Damn this little Nitecore NU25 headlamp is small and light, but holy cow does it pack some power and features into that little body. The strap has never once slipped down on my head and I am now fully used to the different switches and settings on the headlamp. I am trying to think of something that I don’t like about this little Nitecore NU25, but I can’t, indeed try as I might I also can’t think of a single way I would go about improving it if the chance came along. 

Screenshot 2018-06-01 08.41.11.jpg

It’s nice and simple to use, the rechargeable battery lasts just fine but of course on a bright light setting it’s not going to last for days on end with its very small size - this might have been a problem during my bait fishing days when I would keep a headlamp on sometimes for hours on end, but with how sparingly we try and use our headlamps for night lure fishing I will take the small size and not such a long battery life over a bigger headlamp with a bigger battery any day of the week.
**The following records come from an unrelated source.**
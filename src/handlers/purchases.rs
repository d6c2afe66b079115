// src/handlers/purchases.rs

use axum::{
    extract::{Path, State},
    http::StatusCode,
    response::IntoResponse,
    Json,
};
use uuid::Uuid;
use validator::Validate;

use crate::{
    common::error::{ApiError, AppError},
    config::AppState,
    middleware::{
        auth::AuthenticatedUser,
        i18n::Locale,
        rbac::{PermPurchasesRead, PermPurchasesWrite, RequirePermission},
    },
    models::purchases::{
        CreatePurchasePayload, Purchase, PurchaseDetail, ReceivePurchasePayload, SupplierPaymentPayload,
    },
};

#[utoipa::path(
    get,
    path = "/api/purchases",
    tag = "Purchases",
    responses((status = 200, description = "Faturas de compra", body = Vec<Purchase>)),
    security(("api_jwt" = []))
)]
pub async fn list_purchases(
    State(app_state): State<AppState>,
    locale: Locale,
    _guard: RequirePermission<PermPurchasesRead>,
) -> Result<impl IntoResponse, ApiError> {
    let purchases = app_state
        .purchase_service
        .list_purchases()
        .await
        .map_err(|e| e.to_api_error(&locale, &app_state.i18n_store))?;

    Ok(Json(purchases))
}

#[utoipa::path(
    post,
    path = "/api/purchases",
    tag = "Purchases",
    request_body = CreatePurchasePayload,
    responses(
        (status = 201, description = "Compra registrada (aguardando recebimento)", body = PurchaseDetail),
        (status = 404, description = "Fornecedor ou produto não encontrado")
    ),
    security(("api_jwt" = []))
)]
pub async fn create_purchase(
    State(app_state): State<AppState>,
    locale: Locale,
    user: AuthenticatedUser,
    _guard: RequirePermission<PermPurchasesWrite>,
    Json(payload): Json<CreatePurchasePayload>,
) -> Result<impl IntoResponse, ApiError> {
    payload
        .validate()
        .map_err(|e| AppError::ValidationError(e).to_api_error(&locale, &app_state.i18n_store))?;

    let purchase = app_state
        .purchase_service
        .create_purchase(&payload, user.0.id)
        .await
        .map_err(|e| e.to_api_error(&locale, &app_state.i18n_store))?;

    Ok((StatusCode::CREATED, Json(purchase)))
}

#[utoipa::path(
    get,
    path = "/api/purchases/{id}",
    tag = "Purchases",
    params(("id" = Uuid, Path, description = "ID da compra")),
    responses(
        (status = 200, description = "Compra com itens", body = PurchaseDetail),
        (status = 404, description = "Compra não encontrada")
    ),
    security(("api_jwt" = []))
)]
pub async fn get_purchase(
    State(app_state): State<AppState>,
    locale: Locale,
    _guard: RequirePermission<PermPurchasesRead>,
    Path(id): Path<Uuid>,
) -> Result<impl IntoResponse, ApiError> {
    let purchase = app_state
        .purchase_service
        .get_purchase(id)
        .await
        .map_err(|e| e.to_api_error(&locale, &app_state.i18n_store))?;

    Ok(Json(purchase))
}

#[utoipa::path(
    post,
    path = "/api/purchases/{id}/receive",
    tag = "Purchases",
    params(("id" = Uuid, Path, description = "ID da compra")),
    request_body = ReceivePurchasePayload,
    responses(
        (status = 200, description = "Mercadoria recebida no estoque", body = PurchaseDetail),
        (status = 409, description = "Compra já recebida"),
        (status = 422, description = "Quantidade maior que a pendente")
    ),
    security(("api_jwt" = []))
)]
pub async fn receive_purchase(
    State(app_state): State<AppState>,
    locale: Locale,
    user: AuthenticatedUser,
    _guard: RequirePermission<PermPurchasesWrite>,
    Path(id): Path<Uuid>,
    Json(payload): Json<ReceivePurchasePayload>,
) -> Result<impl IntoResponse, ApiError> {
    payload
        .validate()
        .map_err(|e| AppError::ValidationError(e).to_api_error(&locale, &app_state.i18n_store))?;

    let purchase = app_state
        .purchase_service
        .receive_purchase(id, &payload, user.0.id)
        .await
        .map_err(|e| e.to_api_error(&locale, &app_state.i18n_store))?;

    Ok(Json(purchase))
}

#[utoipa::path(
    post,
    path = "/api/purchases/{id}/payments",
    tag = "Purchases",
    params(("id" = Uuid, Path, description = "ID da compra")),
    request_body = SupplierPaymentPayload,
    responses(
        (status = 200, description = "Pagamento registrado (retirada da tesouraria)", body = Purchase),
        (status = 422, description = "Saldo insuficiente ou pagamento maior que o devido")
    ),
    security(("api_jwt" = []))
)]
pub async fn pay_supplier(
    State(app_state): State<AppState>,
    locale: Locale,
    user: AuthenticatedUser,
    _guard: RequirePermission<PermPurchasesWrite>,
    Path(id): Path<Uuid>,
    Json(payload): Json<SupplierPaymentPayload>,
) -> Result<impl IntoResponse, ApiError> {
    payload
        .validate()
        .map_err(|e| AppError::ValidationError(e).to_api_error(&locale, &app_state.i18n_store))?;

    let purchase = app_state
        .purchase_service
        .pay_supplier(id, &payload, user.0.id)
        .await
        .map_err(|e| e.to_api_error(&locale, &app_state.i18n_store))?;

    Ok(Json(purchase))
}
Above are the quoted brightness levels and battery life for each light setting, and from a decent amount of use I see no reason to disagree with the figures. You can press and hold the red light button and this gives you a visual indicator of the power left in the battery. 


Having used an older LED Lenser headlamp for a while and numerous times found that the bloody thing had turned on and run itself down in my rucksack, the fact that you can press and hold those two switches above and lock this Nitecore NU25 into an off mode that then requires another press and hold to come out of is a major plus point for me, and especially because as I said earlier, my headlamp lives in my rucksack.

Charging is dead simple - plug the Micro USB cable into the port on the underside of the headlamp and a red charging light comes on. A full charge only takes a couple of hours and that red light turns to green to tell you when it’s completed, and what I really like is that I have another Micro USB cable in my epic Berlingo so if needs be I can charge the headlamp when I am driving (plugs in via a USB plug thing that goes in my cigarette lighter socket). 

There are a few different white and red light settings, indeed if I can’t turn a red light on and off via a separate switch on my headlamp these days then to be honest I’m not really interested. Cycling through endless white light settings to get to the red light on only the one switch drives me mad, so I love the fact that this little Nitecore NU25 has separate white and red light switches. I can’t prove whether the use of a red lamp spooks bass any less than a white light, but I do know that with how little I try to use a headlamp when I am night fishing these days and how important our night vision is that of course gets better over time, I will try to do as much as I can on a red light when fishing which doesn’t bugger up one’s ninja vision.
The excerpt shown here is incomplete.